Шрифт:
– Ты поосторожнее, Вася, – сказала мама. – У нас, помню, еще до революции, сосед, Мирон Степаныч Калинычев… Да ты его помнишь, небось!
– Помню, – сказал папа. – Это который без пальца на руке?
– Вот-вот, он самый. Так на него волки напали сразу за Тверцой, коня порвали, а он еле отбился вилами. Пальца лишился…
За окном вдалеке залаял Морозко, собака хромого Кондрата Третьякова.
Я пошел в мамы-папину комнату к окну, поскреб ногтем ледяную корку на стекле, потом подышал на нее и припал глазом к стеклу.
Сперва я ничего не увидел, кроме голубых сугробов, потому что светила луна. Потом разглядел избу Третьяковых, выглядывающую из-за заснеженных черемух, синие тени на голубых сугробах. Но ничего такого, на что можно лаять. А Морозко все лаял да лаял. И вдруг на сугроб перед моим окном взобралась серая собака, каких нет в нашей деревне, а я всех деревенских собак знаю. И хвост у нее не крючком, а поленом. Собака посмотрела на меня, приблизилась, и я увидел ее зеленый глаз совсем-совсем близко. И глаз этот светился. Мне показалось, что собака эта сейчас ударит лапой по окну и кинется на меня. Но тут бабахнул выстрел – и собака исчезла. Потом еще бабахнуло. И я увидел Митьку Третьякова: он стоял с ружьем и смотрел туда, где лежало замерзшее озеро. Я тоже попытался посмотреть туда, но смотреть туда было неловко, как я не старался.
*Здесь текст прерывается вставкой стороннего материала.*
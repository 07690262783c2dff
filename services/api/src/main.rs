use stress_check_api::run;

#[tokio::main]
async fn main() {
    if let Err(err) = run().await {
        eprintln!("application error: {err}");
        std::process::exit(1);
    }
}
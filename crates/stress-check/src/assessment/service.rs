use std::sync::Arc;
use std::time::Duration;

use chrono::{DateTime, Utc};
use serde::Serialize;
use tracing::{debug, error, info, warn};

use super::answers::AnswerSet;
use super::remote::{validate, HttpRemoteScorer, RemoteScorer, RemoteScorerError};
use super::scoring::{PredictionResult, RuleEvaluation, RuleScorer, ScoreComponent, StressLevel};
use crate::config::ScoringConfig;

/// Advisory surfaced when neither scorer produced a result.
pub const ASSESSMENT_UNAVAILABLE: &str =
    "There was a problem analyzing your responses. Please try again.";

/// Which path produced an assessment.
#[derive(Debug, Clone, Copy, PartialEq, Eq, Serialize)]
#[serde(rename_all = "snake_case")]
pub enum ScoreSource {
    Remote,
    Local,
    Unavailable,
}

/// Prediction plus the context needed to present it.
#[derive(Debug, Clone, PartialEq, Serialize)]
pub struct Assessment {
    #[serde(flatten)]
    pub result: PredictionResult,
    /// Absent when no scorer produced a result.
    #[serde(skip_serializing_if = "Option::is_none")]
    pub level: Option<StressLevel>,
    pub source: ScoreSource,
    #[serde(skip_serializing_if = "Option::is_none")]
    pub advisory: Option<String>,
    #[serde(skip_serializing_if = "Vec::is_empty")]
    pub breakdown: Vec<ScoreComponent>,
    pub assessed_at: DateTime<Utc>,
}

impl Assessment {
    fn remote(result: PredictionResult) -> Self {
        Self {
            level: Some(result.level()),
            result,
            source: ScoreSource::Remote,
            advisory: None,
            breakdown: Vec::new(),
            assessed_at: Utc::now(),
        }
    }

    fn local(evaluation: RuleEvaluation) -> Self {
        Self {
            level: Some(evaluation.result.level()),
            result: evaluation.result,
            source: ScoreSource::Local,
            advisory: None,
            breakdown: evaluation.components,
            assessed_at: Utc::now(),
        }
    }

    fn unavailable() -> Self {
        Self {
            result: PredictionResult::unavailable(),
            level: None,
            source: ScoreSource::Unavailable,
            advisory: Some(ASSESSMENT_UNAVAILABLE.to_string()),
            breakdown: Vec::new(),
            assessed_at: Utc::now(),
        }
    }
}

/// Remote-first scoring with the local rule table as fallback.
///
/// Each call is independent: one remote attempt bounded by `timeout`, then,
/// only once that attempt has failed, the local rules. No retries, no caching.
#[derive(Clone)]
pub struct AssessmentService {
    remote: Option<Arc<dyn RemoteScorer>>,
    scorer: RuleScorer,
    timeout: Duration,
    local_fallback: bool,
}

impl AssessmentService {
    pub fn new(remote: Option<Arc<dyn RemoteScorer>>, config: &ScoringConfig) -> Self {
        Self {
            remote,
            scorer: RuleScorer,
            timeout: config.remote_timeout,
            local_fallback: config.local_fallback,
        }
    }

    pub fn local_only() -> Self {
        Self::new(None, &ScoringConfig::default())
    }

    /// Builds the HTTP remote scorer when a URL is configured.
    pub fn from_config(config: &ScoringConfig) -> Result<Self, RemoteScorerError> {
        let remote = match &config.remote_url {
            Some(url) => {
                let scorer = HttpRemoteScorer::new(url.clone(), config.remote_timeout)?;
                Some(Arc::new(scorer) as Arc<dyn RemoteScorer>)
            }
            None => None,
        };
        Ok(Self::new(remote, config))
    }

    pub fn has_remote(&self) -> bool {
        self.remote.is_some()
    }

    pub async fn predict(&self, answers: &AnswerSet) -> PredictionResult {
        self.assess(answers).await.result
    }

    pub async fn assess(&self, answers: &AnswerSet) -> Assessment {
        match self.attempt_remote(answers).await {
            Ok(result) => {
                info!(score = result.score, "assessment scored remotely");
                Assessment::remote(result)
            }
            Err(RemoteScorerError::NotConfigured) => {
                debug!("no remote scorer configured; scoring locally");
                Assessment::local(self.score_locally(answers))
            }
            Err(reason) if self.local_fallback => {
                warn!(error = %reason, "remote scorer failed; falling back to local rules");
                let assessment = Assessment::local(self.score_locally(answers));
                info!(score = assessment.result.score, "assessment scored by fallback");
                assessment
            }
            Err(reason) => {
                error!(error = %reason, "remote scorer failed and local fallback is disabled");
                Assessment::unavailable()
            }
        }
    }

    pub fn score_locally(&self, answers: &AnswerSet) -> RuleEvaluation {
        self.scorer.evaluate(answers)
    }

    async fn attempt_remote(
        &self,
        answers: &AnswerSet,
    ) -> Result<PredictionResult, RemoteScorerError> {
        let remote = self.remote.as_ref().ok_or(RemoteScorerError::NotConfigured)?;
        debug!(scorer = remote.name(), answers = answers.len(), "requesting remote score");

        match tokio::time::timeout(self.timeout, remote.predict(answers)).await {
            Ok(outcome) => outcome.and_then(validate),
            Err(_) => Err(RemoteScorerError::Timeout(self.timeout)),
        }
    }
}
Поэтому ничего и не увидел.
– Что там? – спросил папа, держа в зубах дратву и тыча шилом куда-то внутрь сапога.
– Собака, – сказал я. – Только не наша, и глаза у нее зеленые-зеленые.
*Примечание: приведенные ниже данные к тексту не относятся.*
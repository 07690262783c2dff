use std::time::Duration;

use async_trait::async_trait;
use reqwest::Client;
use tracing::debug;

use super::answers::AnswerSet;
use super::scoring::PredictionResult;

/// Out-of-process scorer consulted before the local rule table.
#[async_trait]
pub trait RemoteScorer: Send + Sync {
    fn name(&self) -> &str;

    async fn predict(&self, answers: &AnswerSet) -> Result<PredictionResult, RemoteScorerError>;
}

/// Reasons a remote attempt is abandoned in favor of the fallback.
#[derive(Debug, thiserror::Error)]
pub enum RemoteScorerError {
    #[error("remote scorer not configured")]
    NotConfigured,
    #[error("remote scorer unavailable: {0}")]
    Unavailable(#[from] reqwest::Error),
    #[error("remote scorer returned status {status}: {body}")]
    Status { status: u16, body: String },
    #[error("remote scorer returned a malformed result: {0}")]
    Malformed(String),
    #[error("remote scorer did not answer within {0:?}")]
    Timeout(Duration),
}

/// Checks the result shape a remote scorer must honor.
pub fn validate(result: PredictionResult) -> Result<PredictionResult, RemoteScorerError> {
    if result.score > PredictionResult::MAX_SCORE {
        return Err(RemoteScorerError::Malformed(format!(
            "score {} outside 0-{}",
            result.score,
            PredictionResult::MAX_SCORE
        )));
    }
    if result.recommendations.is_empty() {
        return Err(RemoteScorerError::Malformed(
            "no recommendations returned".to_string(),
        ));
    }
    Ok(result)
}

/// JSON-over-HTTP scorer speaking the `/api/predict-stress` contract.
#[derive(Clone)]
pub struct HttpRemoteScorer {
    client: Client,
    endpoint: String,
}

impl HttpRemoteScorer {
    pub fn new(endpoint: impl Into<String>, timeout: Duration) -> Result<Self, RemoteScorerError> {
        let client = Client::builder().timeout(timeout).build()?;
        Ok(Self {
            client,
            endpoint: endpoint.into(),
        })
    }
}

#[async_trait]
impl RemoteScorer for HttpRemoteScorer {
    fn name(&self) -> &str {
        &self.endpoint
    }

    async fn predict(&self, answers: &AnswerSet) -> Result<PredictionResult, RemoteScorerError> {
        let response = self.client.post(&self.endpoint).json(answers).send().await?;

        let status = response.status();
        if !status.is_success() {
            let body = response.text().await.unwrap_or_default();
            return Err(RemoteScorerError::Status {
                status: status.as_u16(),
                body,
            });
        }

        let body = response.bytes().await?;
        let result: PredictionResult = serde_json::from_slice(&body)
            .map_err(|err| RemoteScorerError::Malformed(err.to_string()))?;

        debug!(endpoint = %self.endpoint, score = result.score, "remote scorer answered");
        Ok(result)
    }
}

#[cfg(test)]
mod tests {
    use super::*;

    #[test]
    fn rejects_scores_above_range() {
        let result = PredictionResult {
            score: 101,
            recommendations: vec!["rest".to_string()],
        };
        assert!(matches!(
            validate(result),
            Err(RemoteScorerError::Malformed(_))
        ));
    }

    #[test]
    fn rejects_empty_recommendations() {
        let result = PredictionResult {
            score: 40,
            recommendations: Vec::new(),
        };
        assert!(matches!(
            validate(result),
            Err(RemoteScorerError::Malformed(_))
        ));
    }

    #[test]
    fn passes_well_formed_results_through() {
        let result = PredictionResult {
            score: 100,
            recommendations: vec!["rest".to_string()],
        };
        assert_eq!(validate(result.clone()).expect("valid"), result);
    }
}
– Волк, – сказал папа. – Вот ведь обнаглели.
– О господи, – вздохнула мама, которая все еще болела. – И когда все это кончится?
А я пошел к окну, чтобы еще посмотреть на волка, если он вернется к нашей избе. Но он так и не вернулся, потому что Митька-лоботряс напугал его своим ружьем – и «все это» уже кончилось. Мне ужасно стало обидно, потому что папа мог стукнуть волка арапником, потом бы снял с него шкуру, и папе дали бы за это деньги, потому что из волчьих шкур делают телогрейки для летчиков, чтобы они не замерзли в своих самолетах.
Я вернулся в горницу и снова сел за книжку. На этот раз книжка была про Дерсу Узала, как он жил в лесу, потому что у него не было дома, но он ничего не боялся и всех зверей называл «люди». Эту книжку взял папа потому, что читал ее в детстве, и она ему очень понравилась.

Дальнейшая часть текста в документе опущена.